The next day, we attended lots of sessions led by seriously smart people that centered around ALS research. One session was extremely hopeful as Dr. Brian Traynor showed the progress being made in labeling the genes involved in ALS. Aside: Dr. Traynor suspects a link to the Vikings in the 16th century and produced the following slide:
I’m astounded that people as smart as these doctors have any room in their brains for humor, but there it is.
After that session, was one on Clinical Research Trials. This is where we ran into some dangerous, difficult terrain in our country. A panel of researchers explained the breakthroughs on the horizon and the tests being conducted to verify the effectiveness of new treatments. They spoke of possibilities and complications and the astronomical odds of making a treatment actually work.
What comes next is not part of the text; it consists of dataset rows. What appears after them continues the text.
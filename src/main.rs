// =============================================================================
// VWAP Signal Server: Main Entry Point
// =============================================================================
//
// Stateless HTTP front for the indicator engine. A trading client POSTs a CSV
// batch of bars to `/vwap` and receives the latest signal.
// =============================================================================

use std::sync::Arc;

use anyhow::Context;
use tracing::{info, warn};
use tracing_subscriber::EnvFilter;

use vwap_signal_server::api;
use vwap_signal_server::app_state::AppState;
use vwap_signal_server::runtime_config::{RuntimeConfig, DEFAULT_CONFIG_PATH};

#[tokio::main]
async fn main() -> anyhow::Result<()> {
    // ── 1. Environment & logging ─────────────────────────────────────────
    let _ = dotenv::dotenv();

    tracing_subscriber::fmt()
        .with_env_filter(
            EnvFilter::try_from_default_env().unwrap_or_else(|_| EnvFilter::new("info")),
        )
        .init();

    info!("╔══════════════════════════════════════════════════════════╗");
    info!("║        VWAP Signal Server: Starting Up                   ║");
    info!("╚══════════════════════════════════════════════════════════╝");

    // ── 2. Config ────────────────────────────────────────────────────────
    let config_path =
        std::env::var("VWAP_CONFIG").unwrap_or_else(|_| DEFAULT_CONFIG_PATH.to_string());
    let mut config = RuntimeConfig::load(&config_path).unwrap_or_else(|e| {
        warn!(error = %e, "Failed to load config, using defaults");
        RuntimeConfig::default()
    });
    config.apply_env();

    info!(
        bind_addr = %config.bind_addr,
        max_body_bytes = config.max_body_bytes,
        cors = config.enable_cors,
        "Configuration resolved"
    );

    // ── 3. API server ────────────────────────────────────────────────────
    let bind_addr = config.bind_addr.clone();
    let state = Arc::new(AppState::new(config));
    let app = api::rest::router(state);

    let listener = tokio::net::TcpListener::bind(&bind_addr)
        .await
        .with_context(|| format!("failed to bind API server on {bind_addr}"))?;
    info!(addr = %bind_addr, "API server listening");

    // ── 4. Serve until Ctrl+C ────────────────────────────────────────────
    axum::serve(listener, app)
        .with_graceful_shutdown(async {
            if let Err(e) = tokio::signal::ctrl_c().await {
                warn!(error = %e, "Failed to listen for shutdown signal");
            }
            warn!("Shutdown signal received, stopping gracefully");
        })
        .await
        .context("API server failed")?;

    info!("VWAP Signal Server shut down complete.");
    Ok(())
}
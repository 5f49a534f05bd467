use chrono::NaiveDateTime;
use serde::Serialize;

// ---------------------------------------------------------------------------
// Data types
// ---------------------------------------------------------------------------

/// A single validated OHLCV bar.
#[derive(Debug, Clone, PartialEq, Serialize)]
pub struct Bar {
    pub date: NaiveDateTime,
    pub open: f64,
    pub high: f64,
    pub low: f64,
    pub close: f64,
    pub volume: f64,
}

/// One decoded input row before cleaning. Numeric fields are `None` when the
/// cell was empty or spelled as a missing value.
#[derive(Debug, Clone, PartialEq)]
pub struct RawBar {
    pub date: NaiveDateTime,
    pub open: Option<f64>,
    pub high: Option<f64>,
    pub low: Option<f64>,
    pub close: Option<f64>,
    pub volume: Option<f64>,
}

impl RawBar {
    /// Promote the row to a [`Bar`] if every price and the volume are present
    /// and finite, and the volume is nonzero.
    pub fn to_bar(&self) -> Option<Bar> {
        let present = |v: Option<f64>| v.filter(|x| x.is_finite());

        let volume = present(self.volume).filter(|v| *v != 0.0)?;
        Some(Bar {
            date: self.date,
            open: present(self.open)?,
            high: present(self.high)?,
            low: present(self.low)?,
            close: present(self.close)?,
            volume,
        })
    }
}

impl From<Bar> for RawBar {
    fn from(bar: Bar) -> Self {
        Self {
            date: bar.date,
            open: Some(bar.open),
            high: Some(bar.high),
            low: Some(bar.low),
            close: Some(bar.close),
            volume: Some(bar.volume),
        }
    }
}

impl Bar {
    /// Typical price `(high + low + close) / 3`.
    pub fn typical_price(&self) -> f64 {
        (self.high + self.low + self.close) / 3.0
    }

    /// Mean of the four price fields.
    pub fn avg_price(&self) -> f64 {
        (self.open + self.high + self.low + self.close) / 4.0
    }

    /// Full range of the bar.
    pub fn range(&self) -> f64 {
        self.high - self.low
    }

    /// Absolute distance between open and close.
    pub fn body(&self) -> f64 {
        (self.close - self.open).abs()
    }
}
// =============================================================================
// Service error taxonomy
// =============================================================================

use axum::http::StatusCode;
use thiserror::Error;

/// Everything that can go wrong while turning a payload into a signal.
///
/// The `String` payloads are operator detail. They go to the log and never
/// to the caller; callers only ever see [`ServiceError::code`].
#[derive(Error, Debug, Clone, PartialEq)]
pub enum ServiceError {
    /// Payload is not a well-formed table, lacks a required column, or has an
    /// unparseable date or numeric cell (400).
    #[error("payload could not be decoded: {0}")]
    Decode(String),

    /// Payload decoded, but no bar survived cleaning (422).
    #[error("no usable bars after cleaning")]
    NoUsableData,

    /// Any other fault while computing (500).
    #[error("processing fault: {0}")]
    Processing(String),
}

impl ServiceError {
    /// Machine-stable code returned in the `error` field.
    pub fn code(&self) -> &'static str {
        match self {
            Self::Decode(_) => "decode_error",
            Self::NoUsableData => "no_usable_data",
            Self::Processing(_) => "processing_error",
        }
    }

    /// Transport status paired with the code.
    pub fn status(&self) -> StatusCode {
        match self {
            Self::Decode(_) => StatusCode::BAD_REQUEST,
            Self::NoUsableData => StatusCode::UNPROCESSABLE_ENTITY,
            Self::Processing(_) => StatusCode::INTERNAL_SERVER_ERROR,
        }
    }
}
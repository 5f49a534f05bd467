// =============================================================================
// Application State: read-only context shared by every request
// =============================================================================
//
// Requests never write here: there is no cache, session, or cross-request
// ordering, so any number of workers can serve the router concurrently.
// =============================================================================

use std::time::Instant;

use crate::runtime_config::RuntimeConfig;

/// Shared via `Arc<AppState>` as the router state.
#[derive(Debug)]
pub struct AppState {
    pub config: RuntimeConfig,
    started_at: Instant,
}

impl AppState {
    pub fn new(config: RuntimeConfig) -> Self {
        Self {
            config,
            started_at: Instant::now(),
        }
    }

    /// Seconds since the state was built.
    pub fn uptime_secs(&self) -> u64 {
        self.started_at.elapsed().as_secs()
    }
}
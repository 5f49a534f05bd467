// =============================================================================
// Indicator Engine: bars in, most recent enriched row out
// =============================================================================
//
// Pure pipeline, no I/O and no shared state:
//
//   raw rows ─clean─▶ bars ─enrich─▶ enriched rows ─select─▶ ResultRow
//
// Every stage takes an immutable slice and returns a new sequence, so each
// one can be exercised on its own. Selection is by position in the cleaned
// sequence (arrival order), never by date.
// =============================================================================

use chrono::NaiveDateTime;
use tracing::debug;

use crate::indicators::{levels, strength, vwap};
use crate::market_data::{Bar, RawBar};
use crate::types::Signal;

/// Trailing window for the average-volume column.
const AVG_VOLUME_WINDOW: usize = 2;

/// A bar with every derived column attached.
#[derive(Debug, Clone, PartialEq)]
pub struct EnrichedBar {
    pub bar: Bar,
    pub typical_price: f64,
    pub vwap: f64,
    pub avg_price: f64,
    pub avg_volume: f64,
    pub major_support: f64,
    pub major_resistance: f64,
    pub minor_support: f64,
    pub minor_resistance: f64,
    pub strength: f64,
    pub signal: Signal,
    pub signal_explanation: &'static str,
    pub entry_point: Option<f64>,
}

/// The single row the engine exposes to callers.
#[derive(Debug, Clone, PartialEq)]
pub struct ResultRow {
    pub date: NaiveDateTime,
    pub vwap: f64,
    pub signal: Signal,
    pub signal_explanation: &'static str,
    pub entry_point: Option<f64>,
    pub major_support: f64,
    pub major_resistance: f64,
    pub minor_support: f64,
    pub minor_resistance: f64,
}

impl From<&EnrichedBar> for ResultRow {
    fn from(row: &EnrichedBar) -> Self {
        Self {
            date: row.bar.date,
            vwap: row.vwap,
            signal: row.signal,
            signal_explanation: row.signal_explanation,
            entry_point: row.entry_point,
            major_support: row.major_support,
            major_resistance: row.major_resistance,
            minor_support: row.minor_support,
            minor_resistance: row.minor_resistance,
        }
    }
}

impl ResultRow {
    /// True when every numeric field that is present is finite.
    pub fn is_finite(&self) -> bool {
        [
            self.vwap,
            self.major_support,
            self.major_resistance,
            self.minor_support,
            self.minor_resistance,
        ]
        .iter()
        .chain(self.entry_point.iter())
        .all(|v| v.is_finite())
    }
}

/// Drop rows with a missing price or volume, or zero volume.
pub fn clean(rows: &[RawBar]) -> Vec<Bar> {
    rows.iter().filter_map(RawBar::to_bar).collect()
}

/// Attach every derived column to an already-clean series.
pub fn enrich(bars: &[Bar]) -> Vec<EnrichedBar> {
    let Some(major) = levels::major_levels(bars) else {
        return Vec::new();
    };

    let vwaps = vwap::cumulative_vwap(bars);
    let minor_support = levels::minor_support(bars);
    let minor_resistance = levels::minor_resistance(bars);
    let volumes: Vec<f64> = bars.iter().map(|b| b.volume).collect();
    let avg_volume = levels::trailing_mean(&volumes, AVG_VOLUME_WINDOW);

    bars.iter()
        .enumerate()
        .map(|(i, bar)| {
            let vwap = vwaps[i];
            let signal = Signal::classify(bar.close, vwap);
            EnrichedBar {
                bar: bar.clone(),
                typical_price: bar.typical_price(),
                vwap,
                avg_price: bar.avg_price(),
                avg_volume: avg_volume[i],
                major_support: major.support,
                major_resistance: major.resistance,
                minor_support: minor_support[i],
                minor_resistance: minor_resistance[i],
                strength: strength::bar_strength(bar),
                signal,
                signal_explanation: signal.explanation(),
                entry_point: signal.is_directional().then_some(vwap),
            }
        })
        .collect()
}

/// Run the full pipeline and return the last row, or `None` when nothing
/// survives cleaning.
pub fn compute(rows: &[RawBar]) -> Option<ResultRow> {
    let bars = clean(rows);
    if bars.is_empty() {
        debug!(received = rows.len(), "no usable bars after cleaning");
        return None;
    }

    let enriched = enrich(&bars);
    let last = enriched.last()?;

    debug!(
        received = rows.len(),
        retained = bars.len(),
        signal = %last.signal,
        vwap = last.vwap,
        strength = last.strength,
        avg_price = last.avg_price,
        avg_volume = last.avg_volume,
        typical_price = last.typical_price,
        "indicator pipeline complete"
    );

    Some(ResultRow::from(last))
}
I appreciated their candor and I know they are working so hard to eradicate this disease, but I have never felt despair rise so palpably in a room before. A man took the mic and talked about a clinical trial he participated in and received some help from, but now he cannot get the medication because it’s not yet approved and his condition is rapidly declining. He begged the doctors to find a way to make the treatment available. A woman spoke of her son – still in his early 20’s – who cannot qualify for a trial of any kind.
It was at this point that a woman with ALS at a table behind us began to cry. Not just cry, but sob…soul-deep, gut wrenching sobs that neither she nor her friends could contain any longer. It was the desperate cry for help for which there were no adequate words. It was the cry for deliverance from a land she never wanted to visit and now she knew she would probably die there. The doctor tried to be heard over her weeping, as he carefully explained that we are far from knowing what we need to know but they are working as fast as they can.
I sat at my table and put my head in my hands as tears ran off my face and into my lap and this time I whispered to Jesus: “I hate this country. I love the people, but I hate every single thing about this country.”
A long dinner with our team of superheroes – each of whom has lost someone dear to them to ALS, each one so familiar with the soil of our battleground – restored hope and rest to me. We laughed and ate and carefully remembered everything promising that we had heard that day. We planned our attack on Capitol Hill, where we would – with more passion than ever – ask our government to please help us in this fight. I’m so thankful to Aubrey, Carolyn, Barb, John and Beth for helping me find solid ground again.
And you know who else I’m thankful to?
I wish I could explain how he really is when no one is looking. I wish I could show you how brave and strong and righteous he has been in this fight. He is valiant. He is so many things that I am not and while this disease attacks his muscles, he still carries me along pretty effortlessly. I am thankful that I even get to know him…being loved by him so well for so long is a gift beyond telling.
So, I promise tomorrow I will turn this blog around. Good things happened on Capitol Hill and I can’t wait to tell you about them. But I wanted first to be very honest because I’m guessing you might also live in a land you didn’t choose. You may have built a home in heartache or disappointment or struggle or pain and you are longing for a miracle of Exodus proportions. I am longing too. But I know He is enough. I know that He also has a home in our grief and He doesn’t ever make us go alone. He always reminds us that a better day – and a beautiful home – is coming.